How to achieve fair scheduling? In other words, a guy who gets up early and performs huge tasks on a cluster should not always monopolize most computing resource, and someone else's assignments should not be ignored. Otherwise, it is unfair for all the cluster users.
Fair sharing of the cluster resources
Job x takes t seconds, when running exclusively on the cluster. When the cluster has J jobs, x should take <= Jt seconds.
N computers and J jobs: each job gets at least N/J computers.
Traditionally, MPI Model, tasks are in a pipeline and then assigned to a part of cluster.
Dryad MapReduce Model
Fine-grain sharing model
Jobs uses N/J computers at a time but set in use varies over lifetime.
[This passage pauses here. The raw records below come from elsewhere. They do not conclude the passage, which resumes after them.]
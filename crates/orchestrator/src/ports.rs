//! Thin seams over [`http_client`]'s concrete clients so the saga driver can
//! be exercised against fakes instead of live HTTP peers.

use apperror::AppError;
use async_trait::async_trait;
use http_client::{InventoryClient, PaymentClient};
use model::PaymentRecord;

#[async_trait]
pub trait InventoryPort: Send + Sync {
    async fn decrease(
        &self,
        sku: &str,
        request_id: &str,
        order_id: &str,
        trace_id: &str,
        quantity: i64,
    ) -> Result<(), AppError>;
}

#[async_trait]
pub trait PaymentPort: Send + Sync {
    async fn process_payment(&self, order_id: &str, amount: i64) -> Result<PaymentRecord, AppError>;
    async fn refund(&self, order_id: &str) -> Result<PaymentRecord, AppError>;
}

#[async_trait]
impl InventoryPort for InventoryClient {
    async fn decrease(
        &self,
        sku: &str,
        request_id: &str,
        order_id: &str,
        trace_id: &str,
        quantity: i64,
    ) -> Result<(), AppError> {
        InventoryClient::decrease(self, sku, request_id, order_id, trace_id, quantity).await
    }
}

#[async_trait]
impl PaymentPort for PaymentClient {
    async fn process_payment(&self, order_id: &str, amount: i64) -> Result<PaymentRecord, AppError> {
        PaymentClient::process_payment(self, order_id, amount).await
    }

    async fn refund(&self, order_id: &str) -> Result<PaymentRecord, AppError> {
        PaymentClient::refund(self, order_id).await
    }
}
//! Inventory rollback consumer (spec §4.3). Grounded on the original
//! `compensator.go`: subscribes to `inventory_rollback` and calls
//! `Inventory.Increase`. Decode failures are dropped; handler failures are
//! retried by the queue's own capped-backoff machinery (see `mq`).

use apperror::AppError;
use http_client::InventoryClient;
use model::RollbackMessage;
use mq::MessageQueue;
use std::sync::Arc;
use tracing::{error, info};

pub async fn start(queue: Arc<dyn MessageQueue>, inventory: Arc<InventoryClient>) -> Result<(), AppError> {
    let handler: mq::Handler = Arc::new(move |payload| {
        let inventory = inventory.clone();
        Box::pin(async move {
            let message: RollbackMessage = match serde_json::from_slice(&payload) {
                Ok(message) => message,
                Err(err) => {
                    error!(error = %err, "malformed rollback message, dropping");
                    return Ok(());
                }
            };
            match inventory
                .increase(&message.sku, message.quantity, &message.trace_id)
                .await
            {
                Ok(()) => {
                    info!(sku = %message.sku, quantity = message.quantity, "inventory rollback applied");
                    Ok(())
                }
                Err(err) => Err(anyhow::anyhow!(err)),
            }
        })
    });

    queue
        .subscribe("inventory_rollback", handler)
        .await
        .map_err(|err| AppError::internal(format!("failed to subscribe to inventory_rollback: {err}")))
}
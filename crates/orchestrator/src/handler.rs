//! HTTP surface for the Orchestrator (spec §6).

use crate::service::OrchestratorService;
use apperror::AppError;
use axum::extract::{Query, State};
use axum::routing::{get, patch, post};
use axum::{Json, Router};
use model::{Order, OrderStatus};
use serde::Deserialize;
use std::sync::Arc;

#[derive(Clone)]
pub struct OrchestratorState {
    pub service: Arc<dyn OrchestratorService>,
}

#[derive(Debug, Deserialize)]
pub struct CreateOrderRequest {
    pub user_id: i64,
    pub sku: String,
    pub quantity: i32,
    pub price: i64,
}

#[derive(Debug, Deserialize)]
pub struct OrderIdQuery {
    pub order_id: String,
}

#[derive(Debug, Deserialize)]
pub struct UpdateStatusRequest {
    pub order_id: String,
    pub status: OrderStatus,
}

pub fn router(state: OrchestratorState) -> Router {
    Router::new()
        .route(
            "/orders",
            post(create_order).get(get_order).patch(update_status),
        )
        .with_state(state)
}

async fn create_order(
    State(state): State<OrchestratorState>,
    Json(body): Json<CreateOrderRequest>,
) -> Result<Json<Order>, AppError> {
    let order = state
        .service
        .create_order(body.user_id, &body.sku, body.quantity, body.price)
        .await?;
    Ok(Json(order))
}

async fn get_order(
    State(state): State<OrchestratorState>,
    Query(query): Query<OrderIdQuery>,
) -> Result<Json<Order>, AppError> {
    let order = state.service.get_order(&query.order_id).await?;
    Ok(Json(order))
}

async fn update_status(
    State(state): State<OrchestratorState>,
    Json(body): Json<UpdateStatusRequest>,
) -> Result<Json<Order>, AppError> {
    let order = state
        .service
        .update_order_status(&body.order_id, body.status)
        .await?;
    Ok(Json(order))
}
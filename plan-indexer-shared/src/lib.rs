//! # Plan Indexer Shared
//!
//! Types shared between the write path, the replication pipeline and the
//! search index repository:
//!
//! - [`Node`] / [`Entity`]: the nested plan graph as stored in the primary store
//! - [`SubDocument`] / [`JoinRelation`]: the flat, join-tagged index documents
//! - [`OperationEnvelope`]: the durable message carried by the change channel

mod document;
mod envelope;
mod node;

pub use document::{JoinRelation, SubDocument};
pub use envelope::{Operation, OperationEnvelope};
pub use node::{object_id_of, Entity, EntityError, Fields, Node, Scalar, OBJECT_ID, OBJECT_TYPE};
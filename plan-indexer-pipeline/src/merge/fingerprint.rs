//! Concurrency tokens.

use sha2::{Digest, Sha256};

/// Strong entity tag of a serialized entity: a quoted SHA-256 hex digest.
///
/// Tokens are compared byte-for-byte, so the input must be the canonical
/// serialization the entity is stored with.
pub fn fingerprint(serialized: &str) -> String {
    let hash = Sha256::digest(serialized.as_bytes());
    format!("\"{}\"", hex::encode(hash))
}
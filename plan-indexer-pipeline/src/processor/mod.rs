//! Processor module for the plan indexer pipeline.
//!
//! Turns entities into the documents to write and the ids to purge.

mod decomposer;
mod key_enumerator;

pub use decomposer::{Decomposer, Decomposition, LINKED_SERVICES_RELATION, ROOT_RELATION};
pub use key_enumerator::KeyEnumerator;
The solution is intended for data-intensive computing with locality. There is no SAN. However, data locality conflicts with fairness. So they present Quincy: a new, graph-based framework for cluster scheduling under a fine grain cluster resource-sharing model with locality constrains. 2 basic ideas:
Architecture: A core switch (CS) manages rack switches (RC). A rack switch (RC) manages computers (C). For example, C1, C2 and C3 in a rack have their own queues, and share a same rack queue. R1 R2 managed by the same core switch have their own queues above, and share a same core queue. Every time a task X is finished, X will be deleted from all the queues, no matter what hierarchy it is in.
So how to get fairness?
Simplify a scheduling problem to a matching problem.
How to minimize matching cost while still maintaining fairness?
Min-cost network flow.
There are U (unscheduled nodes), X (cluster aggregator nodes), R (rack aggregator nodes), C (computing nodes). In addition to queue-based scheduling, the edges connecting tasks to these nodes have weights showing the cost of the matching. The capacities on the outgoing edge of job j's unscheduled node Uj control the number of running tasks that the job will be allocated.
The authors advance a new fair schedule modeling for Dryad/MapReduce/Hadoop by min-cost network flow, achieving much better performance and effectiveness than traditional ways.